126 F.2d 18 | 5th Cir. | 1942
The libel was for bottom damages to the tank steamer, Ruth Kellogg. The claim in general was that they were the result of grounding in an unsafe berth designated and furnished by respondent charterer, in violation of a charter party covenant that the vessel should safely lie afloat. Specifically, the claim was: that, while being piloted to the dock, assisted by tugs, she went aground about 50 to 70 feet off, with her port side parallel to the dock and a 2 to 3% list to starboard; that the tugs, with the assistance of the vessel’s lines, managed to shove her within about 20 feet of the dock; and that she lay there aground, her starboard bottom resting on some hard substance, from approximately 7:30 in the morning to 3:00 in the afternoon. The defense was a denial that the vessel grounded and was damaged as claimed and, on the issue so joined, evidence was taken by deposition and orally before the court.
The trial judge found (1) that the Ruth was not aground about 75 to 100 feet from the dock as claimed and that her starboard bottom was at no time aground in respondent’s berth; (2) that on the day before the berthing, the vessel struck a submerged object in the channel, and part of the claimed damage could have been the result of that striking; (3) that in December, 1937, some months after the berthing, she experienced heavy weather which could have caused the balance of the damage sued for; and (4) that libellant had failed to sustain the burden of showing that any of the claimed damage had resulted from the failure of the respondent to furnish a safe berth as required in the Charter Party. So finding he dismissed the libel.

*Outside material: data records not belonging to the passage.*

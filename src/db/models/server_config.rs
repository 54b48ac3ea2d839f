use std::fmt;
use std::num::NonZeroU64;

use chrono::{DateTime, Utc};
use serenity::all::ChannelId;

/// The three channel roles a guild can assign
#[derive(Debug, Clone, Copy, PartialEq, Eq, Hash)]
pub enum ChannelRole {
    /// Where the button panel lives
    Button,
    /// Primary announcement channel
    Notify,
    /// Secondary announcement channel
    Sub,
}

impl ChannelRole {
    /// Column in `server_config` owned by this role
    pub fn column(self) -> &'static str {
        match self {
            ChannelRole::Button => "button_channel_id",
            ChannelRole::Notify => "notify_channel_id",
            ChannelRole::Sub => "sub_channel_id",
        }
    }

    pub fn display_name(self) -> &'static str {
        match self {
            ChannelRole::Button => "ボタン",
            ChannelRole::Notify => "お知らせ",
            ChannelRole::Sub => "サブお知らせ",
        }
    }

    /// Slash command that assigns this role
    pub fn setup_command(self) -> &'static str {
        match self {
            ChannelRole::Button => "set-button-channel",
            ChannelRole::Notify => "set-notify-channel",
            ChannelRole::Sub => "set-sub-channel",
        }
    }
}

impl fmt::Display for ChannelRole {
    fn fmt(&self, f: &mut fmt::Formatter<'_>) -> fmt::Result {
        let name = match self {
            ChannelRole::Button => "button",
            ChannelRole::Notify => "notify",
            ChannelRole::Sub => "sub",
        };
        f.write_str(name)
    }
}

#[derive(Debug, Clone, PartialEq, sqlx::FromRow)]
pub struct ServerConfig {
    pub guild_id: i64,
    pub button_channel_id: Option<i64>,
    pub notify_channel_id: Option<i64>,
    pub sub_channel_id: Option<i64>,
    pub created_at: DateTime<Utc>,
    pub updated_at: DateTime<Utc>,
}

impl ServerConfig {
    /// Raw stored id for a role
    pub fn channel_id(&self, role: ChannelRole) -> Option<i64> {
        match role {
            ChannelRole::Button => self.button_channel_id,
            ChannelRole::Notify => self.notify_channel_id,
            ChannelRole::Sub => self.sub_channel_id,
        }
    }

    /// Channel for a role; a stored zero is treated as unset
    pub fn channel(&self, role: ChannelRole) -> Option<ChannelId> {
        self.channel_id(role)
            .and_then(|id| NonZeroU64::new(id as u64))
            .map(ChannelId::from)
    }

    pub fn button_channel(&self) -> Option<ChannelId> {
        self.channel(ChannelRole::Button)
    }

    pub fn notify_channel(&self) -> Option<ChannelId> {
        self.channel(ChannelRole::Notify)
    }

    pub fn sub_channel(&self) -> Option<ChannelId> {
        self.channel(ChannelRole::Sub)
    }

    /// Roles a button panel needs that are still missing
    pub fn missing_for_panel(&self) -> Vec<ChannelRole> {
        [ChannelRole::Button, ChannelRole::Notify]
            .into_iter()
            .filter(|role| self.channel(*role).is_none())
            .collect()
    }

    /// Both the button and the notify channel are set
    pub fn is_complete(&self) -> bool {
        self.missing_for_panel().is_empty()
    }
}
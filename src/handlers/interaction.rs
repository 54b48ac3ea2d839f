use std::sync::Arc;

use serenity::all::{
    ComponentInteraction, Context, CreateInteractionResponse, CreateInteractionResponseMessage,
    Interaction,
};
use tracing::{debug, error};

use crate::bot::data::Data;
use crate::bot::error::Error;
use crate::components::notify_buttons;
use crate::constants::embeds;

pub async fn handle_interaction(
    ctx: &Context,
    data: &Arc<Data>,
    interaction: &Interaction,
) -> Result<(), Error> {
    match interaction {
        Interaction::Component(component) => {
            handle_component(ctx, data, component).await?;
        }
        Interaction::Command(_) => {
            // Slash commands are handled by poise framework, not here
            debug!("Received ApplicationCommand interaction - should be handled by poise");
        }
        _ => {
            debug!("Unhandled interaction type: {:?}", interaction.kind());
        }
    }

    Ok(())
}

async fn handle_component(
    ctx: &Context,
    data: &Arc<Data>,
    component: &ComponentInteraction,
) -> Result<(), Error> {
    let custom_id = &component.data.custom_id;
    debug!("Component interaction: {}", custom_id);

    let result = if custom_id.starts_with(notify_buttons::CUSTOM_ID_PREFIX) {
        notify_buttons::handle_press(ctx, data, component).await
    } else {
        // Unknown component - acknowledge but do nothing
        debug!("Unknown component interaction: {}", custom_id);
        Ok(())
    };

    if let Err(e) = result {
        error!("Component interaction error for {}: {:?}", custom_id, e);
        // The press may already have been answered
        let _ = send_component_error(ctx, component, &e.user_message()).await;
    }

    Ok(())
}

/// Send an ephemeral error message for a component interaction
pub async fn send_component_error(
    ctx: &Context,
    component: &ComponentInteraction,
    message: &str,
) -> Result<(), Error> {
    let embed = embeds::error_embed().title("エラー").description(message);

    component
        .create_response(
            ctx,
            CreateInteractionResponse::Message(
                CreateInteractionResponseMessage::new()
                    .embed(embed)
                    .ephemeral(true),
            ),
        )
        .await?;

    Ok(())
}
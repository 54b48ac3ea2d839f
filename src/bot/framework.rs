use std::sync::Arc;

use poise::serenity_prelude::{self as serenity, GatewayIntents, GuildId};
use sqlx::PgPool;
use tracing::{error, info, warn};

use crate::bot::data::Data;
use crate::bot::error::Error;
use crate::commands;
use crate::config::Settings;
use crate::constants::messages;
use crate::db::store::PgConfigStore;
use crate::handlers::event_handler::event_handler;
use crate::services::lifecycle::StartupOutcome;
use crate::services::transport::SerenityTransport;

pub async fn run(settings: Settings, pool: PgPool) -> Result<(), Error> {
    let token = settings.discord_token.clone();

    let framework = poise::Framework::builder()
        .options(poise::FrameworkOptions {
            commands: vec![
                commands::setup::set_button_channel(),
                commands::setup::set_notify_channel(),
                commands::setup::set_sub_channel(),
                commands::clear::clear(),
            ],
            prefix_options: poise::PrefixFrameworkOptions {
                prefix: None, // Disable prefix commands - only use slash commands
                ..Default::default()
            },
            event_handler: |ctx, event, framework, data| {
                Box::pin(event_handler(ctx, event, framework, data))
            },
            on_error: |error| {
                Box::pin(async move {
                    match error {
                        poise::FrameworkError::Command { error, ctx, .. } => {
                            error!("Command error: {:?}", error);
                            let _ = ctx.send(ephemeral_notice(error.user_message())).await;
                        }
                        poise::FrameworkError::ArgumentParse { error, ctx, .. } => {
                            let _ = ctx
                                .send(ephemeral_notice(format!("Invalid argument: {}", error)))
                                .await;
                        }
                        poise::FrameworkError::MissingUserPermissions { ctx, .. } => {
                            let _ = ctx
                                .send(ephemeral_notice(messages::MISSING_USER_PERMISSION))
                                .await;
                        }
                        poise::FrameworkError::UnknownCommand { .. } => {
                            // Prefix commands are disabled; pings land here
                        }
                        err => {
                            error!("Framework error: {:?}", err);
                        }
                    }
                })
            },
            ..Default::default()
        })
        .setup(move |ctx, ready, framework| {
            Box::pin(async move {
                info!("Bot connected as {}", ready.user.name);

                let store = Arc::new(PgConfigStore::new(pool));
                let transport = Arc::new(SerenityTransport::new(ctx.http.clone()));
                let data = Arc::new(Data::new(settings, store, transport));

                if data.settings.admin_user_id.is_none() {
                    warn!("ADMIN_USER_ID not set, direct message relay is disabled");
                }

                // Rebuild every button panel without holding up the gateway
                let reconciler = data.reconciler.clone();
                tokio::spawn(async move {
                    match reconciler.reconcile_startup().await {
                        Ok(outcomes) => {
                            let reconciled = outcomes
                                .iter()
                                .filter(|o| matches!(o, StartupOutcome::Reconciled(_)))
                                .count();
                            info!(
                                "Startup reconciliation done: {} reconciled, {} skipped",
                                reconciled,
                                outcomes.len() - reconciled
                            );
                        }
                        Err(e) => {
                            warn!("Startup reconciliation failed: {}", e);
                        }
                    }
                });

                register_commands(ctx, framework, data.settings.guild_id).await?;

                Ok(data)
            })
        })
        .build();

    let intents = GatewayIntents::GUILDS
        | GatewayIntents::GUILD_MESSAGES
        | GatewayIntents::DIRECT_MESSAGES
        | GatewayIntents::MESSAGE_CONTENT;

    let mut client = serenity::ClientBuilder::new(&token, intents)
        .framework(framework)
        .await
        .map_err(Error::Serenity)?;

    info!("Starting Discord client...");
    client.start().await.map_err(Error::Serenity)
}

/// Register commands in one guild when `GUILD_ID` is set, otherwise globally
async fn register_commands(
    ctx: &serenity::Context,
    framework: &poise::Framework<Arc<Data>, Error>,
    guild_id: Option<u64>,
) -> Result<(), Error> {
    let commands = &framework.options().commands;

    match guild_id {
        Some(guild_id) => {
            let guild_id = GuildId::new(guild_id);
            info!("Registering {} commands in guild {}", commands.len(), guild_id);

            if let Err(e) = poise::builtins::register_in_guild(ctx, commands, guild_id).await {
                error!("[FAIL] Failed to register guild commands: {:?}", e);
                error!("Ensure the bot was invited with the 'applications.commands' scope");
                return Err(Error::Serenity(e));
            }
            info!("[OK] Registered guild commands for {}", guild_id);
        }
        None => {
            info!("Registering {} commands globally", commands.len());

            if let Err(e) = poise::builtins::register_globally(ctx, commands).await {
                error!("Failed to register commands globally: {:?}", e);
                return Err(Error::Serenity(e));
            }
            info!("Note: Global commands can take up to 1 hour to appear in all servers");
        }
    }

    Ok(())
}

/// Replies to failed commands are only shown to the invoking user
fn ephemeral_notice(content: impl Into<String>) -> poise::CreateReply {
    poise::CreateReply::default()
        .content(content.into())
        .ephemeral(true)
}
mod server_config;

pub use server_config::{ChannelRole, ServerConfig};
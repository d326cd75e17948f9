//! Arena of locally allocated blob handles.
//!
//! A handle is owned by the staging area until submission, then archived
//! with the prompt message that references it. Only staging handles are
//! ever released.

use std::fmt;
use std::sync::Arc;

use dashmap::DashMap;
use serde::{Deserialize, Serialize};

use crate::generation::core::ids::BlobId;

/// Prefix marking a handle allocated by this process.
pub const LOCAL_HANDLE_PREFIX: &str = "blob:";

/// Displayable reference to an attachment.
#[derive(Clone, Debug, Eq, PartialEq, Hash, Serialize, Deserialize)]
#[serde(transparent)]
pub struct DisplayHandle(String);

impl DisplayHandle {
    /// Handle to an externally hosted image.
    #[must_use]
    pub fn hosted(url: impl Into<String>) -> Self {
        Self(url.into())
    }

    /// Wrap a handle string taken from a rendered message.
    #[must_use]
    pub fn parse(value: impl Into<String>) -> Self {
        Self(value.into())
    }

    fn local(id: BlobId) -> Self {
        Self(format!("{LOCAL_HANDLE_PREFIX}{id}"))
    }

    /// Whether this handle was allocated locally.
    #[must_use]
    pub fn is_local(&self) -> bool {
        self.0.starts_with(LOCAL_HANDLE_PREFIX)
    }

    /// Blob id of a local handle.
    #[must_use]
    pub fn blob_id(&self) -> Option<BlobId> {
        self.0.strip_prefix(LOCAL_HANDLE_PREFIX)?.parse().ok()
    }

    /// Borrow as `&str`.
    #[must_use]
    pub fn as_str(&self) -> &str {
        &self.0
    }
}

impl fmt::Display for DisplayHandle {
    fn fmt(&self, f: &mut fmt::Formatter<'_>) -> fmt::Result {
        f.write_str(&self.0)
    }
}

impl From<DisplayHandle> for String {
    fn from(value: DisplayHandle) -> Self {
        value.0
    }
}

/// Who currently owns a blob.
#[derive(Clone, Copy, Debug, Eq, PartialEq)]
pub enum Ownership {
    /// Held by the attachment store; may be released.
    Staging,
    /// Referenced by a conversation message; never released here.
    Archived,
}

#[derive(Clone, Debug)]
struct BlobEntry {
    mime_type: String,
    bytes: Arc<[u8]>,
    ownership: Ownership,
}

/// Thread-safe blob arena shared by the store and the HTTP surface.
#[derive(Debug, Default)]
pub struct HandleArena {
    blobs: DashMap<BlobId, BlobEntry>,
}

impl HandleArena {
    /// Create an empty arena.
    #[must_use]
    pub fn new() -> Self {
        Self::default()
    }

    /// Store bytes under a fresh staging handle.
    pub fn allocate(&self, mime_type: impl Into<String>, bytes: &[u8]) -> DisplayHandle {
        let id = BlobId::new();
        self.blobs.insert(
            id,
            BlobEntry {
                mime_type: mime_type.into(),
                bytes: Arc::from(bytes),
                ownership: Ownership::Staging,
            },
        );
        DisplayHandle::local(id)
    }

    /// Release a staging handle. Returns `false` for hosted, archived, or
    /// already released handles.
    pub fn release(&self, handle: &DisplayHandle) -> bool {
        let Some(id) = handle.blob_id() else {
            return false;
        };
        self.blobs
            .remove_if(&id, |_, entry| entry.ownership == Ownership::Staging)
            .is_some()
    }

    /// Transfer a handle to the conversation. Returns whether it was live.
    pub fn archive(&self, handle: &DisplayHandle) -> bool {
        let Some(id) = handle.blob_id() else {
            return false;
        };
        self.blobs
            .get_mut(&id)
            .map(|mut entry| entry.ownership = Ownership::Archived)
            .is_some()
    }

    /// Drop an archived blob once no message references it. Staging blobs
    /// go through [`release`](Self::release) instead.
    pub fn discard(&self, handle: &DisplayHandle) -> bool {
        let Some(id) = handle.blob_id() else {
            return false;
        };
        self.blobs
            .remove_if(&id, |_, entry| entry.ownership == Ownership::Archived)
            .is_some()
    }

    /// MIME type and bytes of a live blob.
    #[must_use]
    pub fn resolve(&self, id: BlobId) -> Option<(String, Arc<[u8]>)> {
        self.blobs
            .get(&id)
            .map(|entry| (entry.mime_type.clone(), Arc::clone(&entry.bytes)))
    }

    /// Ownership of a live blob.
    #[must_use]
    pub fn ownership(&self, handle: &DisplayHandle) -> Option<Ownership> {
        let id = handle.blob_id()?;
        self.blobs.get(&id).map(|entry| entry.ownership)
    }

    /// Number of live blobs.
    #[must_use]
    pub fn live_count(&self) -> usize {
        self.blobs.len()
    }
}
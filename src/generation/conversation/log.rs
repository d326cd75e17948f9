//! Append-only conversation log and generation history.

use crate::generation::core::ids::MessageId;
use crate::generation::core::message::{Message, MessageKind};

/// Time-ordered conversation shown to the user, plus the separate history
/// of successful generations used for statistics.
#[derive(Clone, Debug, Default)]
pub struct ConversationLog {
    messages: Vec<Message>,
    history: Vec<Message>,
}

impl ConversationLog {
    /// Create an empty log.
    #[must_use]
    pub const fn new() -> Self {
        Self {
            messages: Vec::new(),
            history: Vec::new(),
        }
    }

    /// Append a message to the conversation.
    pub fn append(&mut self, message: Message) {
        self.messages.push(message);
    }

    /// Append a successful response to both the conversation and history.
    pub fn append_result(&mut self, message: Message) {
        self.history.push(message.clone());
        self.messages.push(message);
    }

    /// Replace the conversation with an empty one; optionally drop history.
    /// Returns the removed conversation entries.
    pub fn clear(&mut self, clear_history: bool) -> Vec<Message> {
        if clear_history {
            self.history.clear();
        }
        std::mem::take(&mut self.messages)
    }

    /// Most recent prompt message with this id.
    #[must_use]
    pub fn find_prompt(&self, id: MessageId) -> Option<&Message> {
        self.messages
            .iter()
            .rev()
            .find(|message| message.id == id && message.kind == MessageKind::Prompt)
    }

    /// Conversation in display order.
    #[must_use]
    pub fn messages(&self) -> &[Message] {
        &self.messages
    }

    /// Successful generations in completion order.
    #[must_use]
    pub fn history(&self) -> &[Message] {
        &self.history
    }

    /// Number of conversation entries.
    #[must_use]
    pub fn len(&self) -> usize {
        self.messages.len()
    }

    /// Whether the conversation is empty.
    #[must_use]
    pub fn is_empty(&self) -> bool {
        self.messages.is_empty()
    }
}
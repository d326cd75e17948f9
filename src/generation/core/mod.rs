//! Core generation types and identifiers.

pub mod config;
pub mod errors;
pub mod ids;
pub mod job;
pub mod message;
pub mod settings;

pub use config::{
    JobConfig, LimitConfig, PreferenceConfig, ServerConfig, ServiceConfig, StudioConfig,
};
pub use errors::{GenerationError, GenerationResult};
pub use ids::{BlobId, JobId, MessageId, ProjectId};
pub use job::{GenerationJob, JobEvent, JobState};
pub use message::{ErrorAnnotation, ErrorKind, Message, MessageKind, MessageMetadata};
pub use settings::{AspectRatio, DetailedSettings};
//! Conversation log and statistics.

pub mod log;
pub mod stats;

pub use log::ConversationLog;
pub use stats::GenerationStats;
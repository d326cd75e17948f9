//! HTTP route handlers for the reference studio API.

use std::sync::Arc;

use axum::extract::{Path, Query, State};
use axum::http::{StatusCode, header};
use axum::response::{IntoResponse, Response};
use axum::routing::{delete, get, post, put};
use axum::{Json, Router};
use base64::Engine;
use base64::engine::general_purpose::STANDARD;
use serde::{Deserialize, Serialize};

use crate::generation::attachments::DisplayHandle;
use crate::generation::conversation::GenerationStats;
use crate::generation::core::ids::{BlobId, JobId, MessageId, ProjectId};
use crate::generation::core::job::GenerationJob;
use crate::generation::core::message::Message;
use crate::generation::core::settings::DetailedSettings;
use crate::generation::preferences::ReviewMode;
use crate::generation::service::AttachmentPayload;
use crate::generation::session::{PendingGeneration, SessionSnapshot, SubmitRefusal};

use super::state::AppState;

/// Create the API router with all routes.
pub fn create_router(state: Arc<AppState>) -> Router {
    Router::new()
        .route("/health", get(health_check))
        .route("/api/session", get(session_snapshot))
        .route("/api/session/settings", put(update_settings))
        .route(
            "/api/session/selections/{category}",
            put(select_option).delete(deselect_option),
        )
        .route("/api/session/project", put(update_project))
        .route("/api/generate", post(generate))
        .route("/api/cancel", post(cancel))
        .route("/api/regenerate/{message_id}", post(regenerate))
        .route(
            "/api/conversation",
            get(conversation).delete(clear_conversation),
        )
        .route("/api/queue", get(queue))
        .route("/api/stats", get(stats))
        .route(
            "/api/attachments",
            post(add_attachments).delete(clear_attachments),
        )
        .route("/api/attachments/{index}", delete(remove_attachment))
        .route("/api/blobs/{id}", get(blob))
        .route(
            "/api/preferences/review-mode",
            get(review_mode).put(update_review_mode),
        )
        .with_state(state)
}

/// Health check endpoint.
async fn health_check() -> impl IntoResponse {
    Json(serde_json::json!({
        "status": "ok",
        "service": "reference-studio",
        "version": env!("CARGO_PKG_VERSION")
    }))
}

async fn session_snapshot(State(state): State<Arc<AppState>>) -> Json<SessionSnapshot> {
    Json(state.session.snapshot())
}

async fn update_settings(
    State(state): State<Arc<AppState>>,
    Json(settings): Json<DetailedSettings>,
) -> Json<DetailedSettings> {
    Json(state.session.set_settings(settings))
}

/// Body of `PUT /api/session/selections/{category}`.
#[derive(Debug, Deserialize)]
pub struct SelectionRequest {
    /// Chosen option.
    pub value: String,
}

async fn select_option(
    State(state): State<Arc<AppState>>,
    Path(category): Path<String>,
    Json(request): Json<SelectionRequest>,
) -> StatusCode {
    state.session.select_option(category, request.value);
    StatusCode::NO_CONTENT
}

async fn deselect_option(
    State(state): State<Arc<AppState>>,
    Path(category): Path<String>,
) -> StatusCode {
    state.session.deselect(&category);
    StatusCode::NO_CONTENT
}

/// Body of `PUT /api/session/project`.
#[derive(Debug, Deserialize)]
#[serde(rename_all = "camelCase")]
pub struct ProjectRequest {
    /// Project to select; `null` unselects.
    pub project_id: Option<ProjectId>,
}

async fn update_project(
    State(state): State<Arc<AppState>>,
    Json(request): Json<ProjectRequest>,
) -> StatusCode {
    state.session.set_project(request.project_id);
    StatusCode::NO_CONTENT
}

/// Body of `POST /api/generate`.
#[derive(Debug, Deserialize)]
pub struct GenerateRequest {
    /// Prompt text.
    pub text: String,
}

/// Accepted submission.
#[derive(Debug, Serialize)]
#[serde(rename_all = "camelCase")]
pub struct GenerateResponse {
    /// Job started for the submission.
    pub job_id: JobId,
}

const fn refusal_status(refusal: &SubmitRefusal) -> StatusCode {
    match refusal {
        SubmitRefusal::Busy => StatusCode::CONFLICT,
        SubmitRefusal::UnknownMessage => StatusCode::NOT_FOUND,
        SubmitRefusal::Internal { .. } => StatusCode::INTERNAL_SERVER_ERROR,
        SubmitRefusal::EmptyPrompt
        | SubmitRefusal::InvalidPrompt { .. }
        | SubmitRefusal::NoProject => StatusCode::UNPROCESSABLE_ENTITY,
    }
}

/// Run the job in the background and answer with its id.
fn accept(started: Result<PendingGeneration, SubmitRefusal>) -> Response {
    match started {
        Ok(pending) => {
            let job_id = pending.job_id();
            tokio::spawn(pending.run());
            (StatusCode::ACCEPTED, Json(GenerateResponse { job_id })).into_response()
        }
        Err(refusal) => (refusal_status(&refusal), Json(refusal)).into_response(),
    }
}

async fn generate(
    State(state): State<Arc<AppState>>,
    Json(request): Json<GenerateRequest>,
) -> Response {
    accept(state.session.begin(&request.text))
}

async fn regenerate(
    State(state): State<Arc<AppState>>,
    Path(message_id): Path<MessageId>,
) -> Response {
    accept(state.session.begin_regenerate(message_id))
}

async fn cancel(State(state): State<Arc<AppState>>) -> Json<serde_json::Value> {
    let cancelled = state.session.cancel();
    Json(serde_json::json!({ "cancelled": cancelled }))
}

async fn conversation(State(state): State<Arc<AppState>>) -> Json<Vec<Message>> {
    Json(state.session.conversation())
}

/// Query of `DELETE /api/conversation`.
#[derive(Debug, Default, Deserialize)]
pub struct ClearQuery {
    /// Also drop statistics history.
    #[serde(default)]
    pub history: bool,
}

async fn clear_conversation(
    State(state): State<Arc<AppState>>,
    Query(query): Query<ClearQuery>,
) -> StatusCode {
    state.session.clear(query.history);
    StatusCode::NO_CONTENT
}

async fn queue(State(state): State<Arc<AppState>>) -> Json<Vec<GenerationJob>> {
    Json(state.session.generation_queue())
}

async fn stats(State(state): State<Arc<AppState>>) -> Json<GenerationStats> {
    Json(state.session.get_stats())
}

/// One uploaded file, base64 encoded.
#[derive(Debug, Deserialize)]
#[serde(rename_all = "camelCase")]
pub struct UploadedFile {
    /// Original file name.
    pub file_name: String,
    /// MIME type.
    pub mime_type: String,
    /// Base64 file contents.
    pub data: String,
    /// Where the file is already displayed from, for reused references.
    #[serde(default)]
    pub hosted_url: Option<String>,
}

/// Body of `POST /api/attachments`.
#[derive(Debug, Deserialize)]
pub struct AttachmentUpload {
    /// Files to stage.
    pub files: Vec<UploadedFile>,
}

async fn add_attachments(
    State(state): State<Arc<AppState>>,
    Json(upload): Json<AttachmentUpload>,
) -> Result<Json<Vec<DisplayHandle>>, (StatusCode, String)> {
    let files = upload
        .files
        .into_iter()
        .map(|file| {
            let bytes = STANDARD.decode(file.data.as_bytes()).map_err(|e| {
                (
                    StatusCode::BAD_REQUEST,
                    format!("Invalid base64 in {}: {e}", file.file_name),
                )
            })?;
            let payload = AttachmentPayload {
                file_name: file.file_name,
                mime_type: file.mime_type,
                bytes,
            };
            Ok((file.hosted_url, payload))
        })
        .collect::<Result<Vec<_>, (StatusCode, String)>>()?;

    let mut handles = Vec::with_capacity(files.len());
    for (hosted_url, payload) in files {
        match hosted_url {
            Some(url) => handles.extend(state.session.add_hosted_attachment(url, payload)),
            None => handles.extend(state.session.add_attachments(vec![payload])),
        }
    }
    Ok(Json(handles))
}

async fn remove_attachment(
    State(state): State<Arc<AppState>>,
    Path(index): Path<i64>,
) -> Json<serde_json::Value> {
    let removed = usize::try_from(index).is_ok_and(|position| state.session.remove_attachment(position));
    Json(serde_json::json!({ "removed": removed }))
}

async fn clear_attachments(State(state): State<Arc<AppState>>) -> StatusCode {
    state.session.clear_attachments();
    StatusCode::NO_CONTENT
}

async fn blob(State(state): State<Arc<AppState>>, Path(id): Path<BlobId>) -> Response {
    match state.session.arena().resolve(id) {
        Some((mime_type, bytes)) => {
            ([(header::CONTENT_TYPE, mime_type)], bytes.to_vec()).into_response()
        }
        None => StatusCode::NOT_FOUND.into_response(),
    }
}

/// Review-mode preference payload.
#[derive(Debug, Serialize, Deserialize)]
#[serde(rename_all = "camelCase")]
pub struct ReviewModeBody {
    /// Current mode.
    pub review_mode: ReviewMode,
}

async fn review_mode(State(state): State<Arc<AppState>>) -> Json<ReviewModeBody> {
    Json(ReviewModeBody {
        review_mode: state.preferences.load_review_mode().await,
    })
}

async fn update_review_mode(
    State(state): State<Arc<AppState>>,
    Json(body): Json<ReviewModeBody>,
) -> Json<ReviewModeBody> {
    state.preferences.save_review_mode(body.review_mode).await;
    Json(body)
}
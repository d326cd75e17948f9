//! Startup helpers for the reference studio server.

use std::future::Future;
use std::process::ExitCode;
use std::sync::Arc;

use crate::generation::core::config::StudioConfig;
use crate::server::{self, AppState};

/// Run the server (used by the `reference-studio` binary).
///
/// # Returns
/// `ExitCode::SUCCESS` on graceful shutdown, `1` on failure.
#[must_use]
pub fn run() -> ExitCode {
    tracing_subscriber::fmt()
        .with_env_filter(
            tracing_subscriber::EnvFilter::from_default_env()
                .add_directive(tracing::Level::INFO.into()),
        )
        .init();

    tracing::info!("Starting reference studio v{}", env!("CARGO_PKG_VERSION"));

    let config = StudioConfig::from_env();
    let state = match initialize(&config) {
        Ok(s) => s,
        Err(e) => {
            tracing::error!("Failed to create state: {e}");
            return ExitCode::from(1);
        }
    };

    let rt = match tokio::runtime::Runtime::new() {
        Ok(rt) => rt,
        Err(e) => {
            tracing::error!("Failed to create runtime: {e}");
            return ExitCode::from(1);
        }
    };

    if let Err(e) = rt.block_on(server::run_server(state, config.server.port)) {
        tracing::error!("Server error: {e}");
        return ExitCode::from(1);
    }

    ExitCode::SUCCESS
}

/// Initialize application state without starting the server.
///
/// # Errors
/// Returns an error if the configuration is invalid or the service client
/// cannot be built.
pub fn initialize(
    config: &StudioConfig,
) -> Result<Arc<AppState>, Box<dyn std::error::Error + Send + Sync>> {
    tracing::info!("Generation service: {}", config.service.base_url);
    match config.project_id {
        Some(project_id) => tracing::info!("Startup project: {project_id}"),
        None => tracing::warn!("No startup project; submissions are refused until one is set"),
    }

    AppState::new(config).map_err(|e| format!("Failed to create state: {e}").into())
}

/// Run server with graceful shutdown.
///
/// # Errors
/// Returns an error if the server fails.
pub async fn run_server_with_shutdown<F>(
    state: Arc<AppState>,
    port: u16,
    shutdown_signal: F,
) -> Result<(), Box<dyn std::error::Error + Send + Sync>>
where
    F: Future<Output = ()> + Send + 'static,
{
    server::run_server_with_shutdown(state, port, shutdown_signal).await
}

Libellant here by appeal, fully recognizing its burden to convince us that the findings and decree may not stand, insists that an examination of the findings in the light of the record, will demonstrate that they are unsupported by the evidence and that the decree should be reversed. We recognize the correctness of the rule invoked by appellant and uniformly followed by the court, that though we accord them due weight, we are not bound to accept the findings and judgment of the district judge. We must examine the record and determine for ourselves, whether it fairly supports them. A careful study of the record reveals that the difficulty with libellant’s case .is that which, confronting
To set out the testimony would serve no useful purpose. It is sufficient to say that while it might support a finding in appellant’s favor and if one had been made we might not disturb it, it certainly does not demand one nor does it furnish a basis for our setting aside the district judge’s findings as findings with which we cannot agree, his decree as one which should not stand.
Affirmed.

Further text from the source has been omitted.